Exercise aim:
Below are some records; reproduce every one of them exactly.

══ Extracted records ══

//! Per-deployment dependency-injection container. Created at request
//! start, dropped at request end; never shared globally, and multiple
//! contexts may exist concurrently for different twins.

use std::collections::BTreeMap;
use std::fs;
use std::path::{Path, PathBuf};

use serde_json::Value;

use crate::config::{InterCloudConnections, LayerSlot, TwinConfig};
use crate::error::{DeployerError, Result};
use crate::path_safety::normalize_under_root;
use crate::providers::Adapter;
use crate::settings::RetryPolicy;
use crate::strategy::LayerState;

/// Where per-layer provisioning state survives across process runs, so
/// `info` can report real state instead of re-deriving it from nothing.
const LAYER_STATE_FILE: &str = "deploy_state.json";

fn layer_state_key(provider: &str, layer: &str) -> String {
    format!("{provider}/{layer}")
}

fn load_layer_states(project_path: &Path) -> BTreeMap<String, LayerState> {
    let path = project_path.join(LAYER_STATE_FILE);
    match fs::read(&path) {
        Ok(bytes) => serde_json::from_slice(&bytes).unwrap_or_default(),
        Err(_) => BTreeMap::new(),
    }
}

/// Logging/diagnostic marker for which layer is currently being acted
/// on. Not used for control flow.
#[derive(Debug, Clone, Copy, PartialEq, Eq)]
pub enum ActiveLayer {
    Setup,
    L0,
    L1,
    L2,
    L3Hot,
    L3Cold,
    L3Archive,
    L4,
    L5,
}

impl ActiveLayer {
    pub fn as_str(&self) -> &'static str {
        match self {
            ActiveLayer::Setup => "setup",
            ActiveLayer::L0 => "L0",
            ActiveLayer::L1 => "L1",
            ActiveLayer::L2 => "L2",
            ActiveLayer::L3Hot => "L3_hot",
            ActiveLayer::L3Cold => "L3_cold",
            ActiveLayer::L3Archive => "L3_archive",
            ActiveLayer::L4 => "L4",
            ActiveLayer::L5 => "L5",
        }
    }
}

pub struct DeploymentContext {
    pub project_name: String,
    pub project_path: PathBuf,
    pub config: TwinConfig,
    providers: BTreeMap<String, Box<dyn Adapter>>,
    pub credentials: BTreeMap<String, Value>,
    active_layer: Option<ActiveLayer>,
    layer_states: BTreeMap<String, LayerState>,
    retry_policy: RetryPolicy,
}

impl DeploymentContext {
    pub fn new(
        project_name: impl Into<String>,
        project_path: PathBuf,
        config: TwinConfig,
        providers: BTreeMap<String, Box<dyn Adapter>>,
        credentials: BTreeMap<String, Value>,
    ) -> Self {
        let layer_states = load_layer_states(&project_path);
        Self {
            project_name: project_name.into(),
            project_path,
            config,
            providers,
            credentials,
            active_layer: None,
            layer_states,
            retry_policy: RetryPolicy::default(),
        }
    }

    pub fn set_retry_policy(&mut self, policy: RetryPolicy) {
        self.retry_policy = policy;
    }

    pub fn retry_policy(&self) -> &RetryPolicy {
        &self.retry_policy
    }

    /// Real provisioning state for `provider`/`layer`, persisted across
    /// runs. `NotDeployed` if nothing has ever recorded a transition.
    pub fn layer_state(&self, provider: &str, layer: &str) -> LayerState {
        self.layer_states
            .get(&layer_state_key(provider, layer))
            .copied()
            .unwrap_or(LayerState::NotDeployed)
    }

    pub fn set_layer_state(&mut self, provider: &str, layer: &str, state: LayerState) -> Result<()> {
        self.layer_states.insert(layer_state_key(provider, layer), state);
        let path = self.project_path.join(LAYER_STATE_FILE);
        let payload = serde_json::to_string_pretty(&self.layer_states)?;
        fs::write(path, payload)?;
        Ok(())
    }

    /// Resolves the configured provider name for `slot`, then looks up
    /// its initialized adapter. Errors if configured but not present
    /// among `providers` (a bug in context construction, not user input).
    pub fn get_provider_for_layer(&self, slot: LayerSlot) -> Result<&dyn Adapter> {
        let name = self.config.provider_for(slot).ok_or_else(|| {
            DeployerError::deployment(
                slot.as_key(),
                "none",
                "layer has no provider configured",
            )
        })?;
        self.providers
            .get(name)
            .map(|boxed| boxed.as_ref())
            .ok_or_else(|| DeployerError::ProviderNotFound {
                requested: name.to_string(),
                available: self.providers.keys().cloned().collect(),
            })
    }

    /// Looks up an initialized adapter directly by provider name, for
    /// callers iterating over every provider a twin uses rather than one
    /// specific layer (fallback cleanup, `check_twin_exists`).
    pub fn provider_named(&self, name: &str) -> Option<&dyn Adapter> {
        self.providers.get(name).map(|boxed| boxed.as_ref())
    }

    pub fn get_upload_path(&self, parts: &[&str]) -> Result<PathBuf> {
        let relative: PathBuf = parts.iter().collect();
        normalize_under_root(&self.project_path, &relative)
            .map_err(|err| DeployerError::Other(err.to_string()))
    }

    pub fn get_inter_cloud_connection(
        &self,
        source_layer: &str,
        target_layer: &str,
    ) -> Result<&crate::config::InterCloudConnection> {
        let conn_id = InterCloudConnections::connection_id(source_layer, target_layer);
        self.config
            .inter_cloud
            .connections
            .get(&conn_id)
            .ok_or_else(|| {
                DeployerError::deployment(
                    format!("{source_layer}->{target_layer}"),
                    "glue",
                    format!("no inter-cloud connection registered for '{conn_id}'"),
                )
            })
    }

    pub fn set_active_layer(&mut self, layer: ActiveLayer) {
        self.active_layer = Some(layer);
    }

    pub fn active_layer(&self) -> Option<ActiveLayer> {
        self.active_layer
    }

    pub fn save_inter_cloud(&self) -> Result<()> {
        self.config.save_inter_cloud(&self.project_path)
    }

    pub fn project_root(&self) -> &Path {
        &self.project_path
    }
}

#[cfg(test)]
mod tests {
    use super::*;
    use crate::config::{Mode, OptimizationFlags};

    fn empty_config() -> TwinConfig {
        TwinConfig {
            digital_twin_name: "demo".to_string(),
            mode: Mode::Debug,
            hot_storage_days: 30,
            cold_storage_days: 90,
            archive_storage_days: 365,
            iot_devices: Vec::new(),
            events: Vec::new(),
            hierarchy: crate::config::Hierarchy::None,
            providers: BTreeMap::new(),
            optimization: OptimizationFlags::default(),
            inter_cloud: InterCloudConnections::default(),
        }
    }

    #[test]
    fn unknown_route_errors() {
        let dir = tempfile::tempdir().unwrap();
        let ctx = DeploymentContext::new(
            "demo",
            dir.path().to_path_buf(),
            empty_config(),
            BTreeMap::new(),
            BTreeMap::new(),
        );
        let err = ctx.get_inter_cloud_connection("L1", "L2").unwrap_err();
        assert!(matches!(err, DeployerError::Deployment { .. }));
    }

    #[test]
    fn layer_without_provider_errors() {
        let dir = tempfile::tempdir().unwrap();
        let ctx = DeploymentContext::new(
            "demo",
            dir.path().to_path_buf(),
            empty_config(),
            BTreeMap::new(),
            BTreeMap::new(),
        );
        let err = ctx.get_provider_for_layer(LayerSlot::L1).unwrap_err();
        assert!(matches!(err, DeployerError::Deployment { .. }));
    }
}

═══

Answer to the exercise:
//! Per-deployment dependency-injection container. Created at request
//! start, dropped at request end; never shared globally, and multiple
//! contexts may exist concurrently for different twins.

use std::collections::BTreeMap;
use std::fs;
use std::path::{Path, PathBuf};

use serde_json::Value;

use crate::config::{InterCloudConnections, LayerSlot, TwinConfig};
use crate::error::{DeployerError, Result};
use crate::path_safety::normalize_under_root;
use crate::providers::Adapter;
use crate::settings::RetryPolicy;
use crate::strategy::LayerState;

/// Where per-layer provisioning state survives across process runs, so
/// `info` can report real state instead of re-deriving it from nothing.
const LAYER_STATE_FILE: &str = "deploy_state.json";

fn layer_state_key(provider: &str, layer: &str) -> String {
    format!("{provider}/{layer}")
}

fn load_layer_states(project_path: &Path) -> BTreeMap<String, LayerState> {
    let path = project_path.join(LAYER_STATE_FILE);
    match fs::read(&path) {
        Ok(bytes) => serde_json::from_slice(&bytes).unwrap_or_default(),
        Err(_) => BTreeMap::new(),
    }
}

/// Logging/diagnostic marker for which layer is currently being acted
/// on. Not used for control flow.
#[derive(Debug, Clone, Copy, PartialEq, Eq)]
pub enum ActiveLayer {
    Setup,
    L0,
    L1,
    L2,
    L3Hot,
    L3Cold,
    L3Archive,
    L4,
    L5,
}

impl ActiveLayer {
    pub fn as_str(&self) -> &'static str {
        match self {
            ActiveLayer::Setup => "setup",
            ActiveLayer::L0 => "L0",
            ActiveLayer::L1 => "L1",
            ActiveLayer::L2 => "L2",
            ActiveLayer::L3Hot => "L3_hot",
            ActiveLayer::L3Cold => "L3_cold",
            ActiveLayer::L3Archive => "L3_archive",
            ActiveLayer::L4 => "L4",
            ActiveLayer::L5 => "L5",
        }
    }
}

pub struct DeploymentContext {
    pub project_name: String,
    pub project_path: PathBuf,
    pub config: TwinConfig,
    providers: BTreeMap<String, Box<dyn Adapter>>,
    pub credentials: BTreeMap<String, Value>,
    active_layer: Option<ActiveLayer>,
    layer_states: BTreeMap<String, LayerState>,
    retry_policy: RetryPolicy,
}

impl DeploymentContext {
    pub fn new(
        project_name: impl Into<String>,
        project_path: PathBuf,
        config: TwinConfig,
        providers: BTreeMap<String, Box<dyn Adapter>>,
        credentials: BTreeMap<String, Value>,
    ) -> Self {
        let layer_states = load_layer_states(&project_path);
        Self {
            project_name: project_name.into(),
            project_path,
            config,
            providers,
            credentials,
            active_layer: None,
            layer_states,
            retry_policy: RetryPolicy::default(),
        }
    }

    pub fn set_retry_policy(&mut self, policy: RetryPolicy) {
        self.retry_policy = policy;
    }

    pub fn retry_policy(&self) -> &RetryPolicy {
        &self.retry_policy
    }

    /// Real provisioning state for `provider`/`layer`, persisted across
    /// runs. `NotDeployed` if nothing has ever recorded a transition.
    pub fn layer_state(&self, provider: &str, layer: &str) -> LayerState {
        self.layer_states
            .get(&layer_state_key(provider, layer))
            .copied()
            .unwrap_or(LayerState::NotDeployed)
    }

    pub fn set_layer_state(&mut self, provider: &str, layer: &str, state: LayerState) -> Result<()> {
        self.layer_states.insert(layer_state_key(provider, layer), state);
        let path = self.project_path.join(LAYER_STATE_FILE);
        let payload = serde_json::to_string_pretty(&self.layer_states)?;
        fs::write(path, payload)?;
        Ok(())
    }

    /// Resolves the configured provider name for `slot`, then looks up
    /// its initialized adapter. Errors if configured but not present
    /// among `providers` (a bug in context construction, not user input).
    pub fn get_provider_for_layer(&self, slot: LayerSlot) -> Result<&dyn Adapter> {
        let name = self.config.provider_for(slot).ok_or_else(|| {
            DeployerError::deployment(
                slot.as_key(),
                "none",
                "layer has no provider configured",
            )
        })?;
        self.providers
            .get(name)
            .map(|boxed| boxed.as_ref())
            .ok_or_else(|| DeployerError::ProviderNotFound {
                requested: name.to_string(),
                available: self.providers.keys().cloned().collect(),
            })
    }

    /// Looks up an initialized adapter directly by provider name, for
    /// callers iterating over every provider a twin uses rather than one
    /// specific layer (fallback cleanup, `check_twin_exists`).
    pub fn provider_named(&self, name: &str) -> Option<&dyn Adapter> {
        self.providers.get(name).map(|boxed| boxed.as_ref())
    }

    pub fn get_upload_path(&self, parts: &[&str]) -> Result<PathBuf> {
        let relative: PathBuf = parts.iter().collect();
        normalize_under_root(&self.project_path, &relative)
            .map_err(|err| DeployerError::Other(err.to_string()))
    }

    pub fn get_inter_cloud_connection(
        &self,
        source_layer: &str,
        target_layer: &str,
    ) -> Result<&crate::config::InterCloudConnection> {
        let conn_id = InterCloudConnections::connection_id(source_layer, target_layer);
        self.config
            .inter_cloud
            .connections
            .get(&conn_id)
            .ok_or_else(|| {
                DeployerError::deployment(
                    format!("{source_layer}->{target_layer}"),
                    "glue",
                    format!("no inter-cloud connection registered for '{conn_id}'"),
                )
            })
    }

    pub fn set_active_layer(&mut self, layer: ActiveLayer) {
        self.active_layer = Some(layer);
    }

    pub fn active_layer(&self) -> Option<ActiveLayer> {
        self.active_layer
    }

    pub fn save_inter_cloud(&self) -> Result<()> {
        self.config.save_inter_cloud(&self.project_path)
    }

    pub fn project_root(&self) -> &Path {
        &self.project_path
    }
}

#[cfg(test)]
mod tests {
    use super::*;
    use crate::config::{Mode, OptimizationFlags};

    fn empty_config() -> TwinConfig {
        TwinConfig {
            digital_twin_name: "demo".to_string(),
            mode: Mode::Debug,
            hot_storage_days: 30,
            cold_storage_days: 90,
            archive_storage_days: 365,
            iot_devices: Vec::new(),
            events: Vec::new(),
            hierarchy: crate::config::Hierarchy::None,
            providers: BTreeMap::new(),
            optimization: OptimizationFlags::default(),
            inter_cloud: InterCloudConnections::default(),
        }
    }

    #[test]
    fn unknown_route_errors() {
        let dir = tempfile::tempdir().unwrap();
        let ctx = DeploymentContext::new(
            "demo",
            dir.path().to_path_buf(),
            empty_config(),
            BTreeMap::new(),
            BTreeMap::new(),
        );
        let err = ctx.get_inter_cloud_connection("L1", "L2").unwrap_err();
        assert!(matches!(err, DeployerError::Deployment { .. }));
    }

    #[test]
    fn layer_without_provider_errors() {
        let dir = tempfile::tempdir().unwrap();
        let ctx = DeploymentContext::new(
            "demo",
            dir.path().to_path_buf(),
            empty_config(),
            BTreeMap::new(),
            BTreeMap::new(),
        );
        let err = ctx.get_provider_for_layer(LayerSlot::L1).unwrap_err();
        assert!(matches!(err, DeployerError::Deployment { .. }));
    }
}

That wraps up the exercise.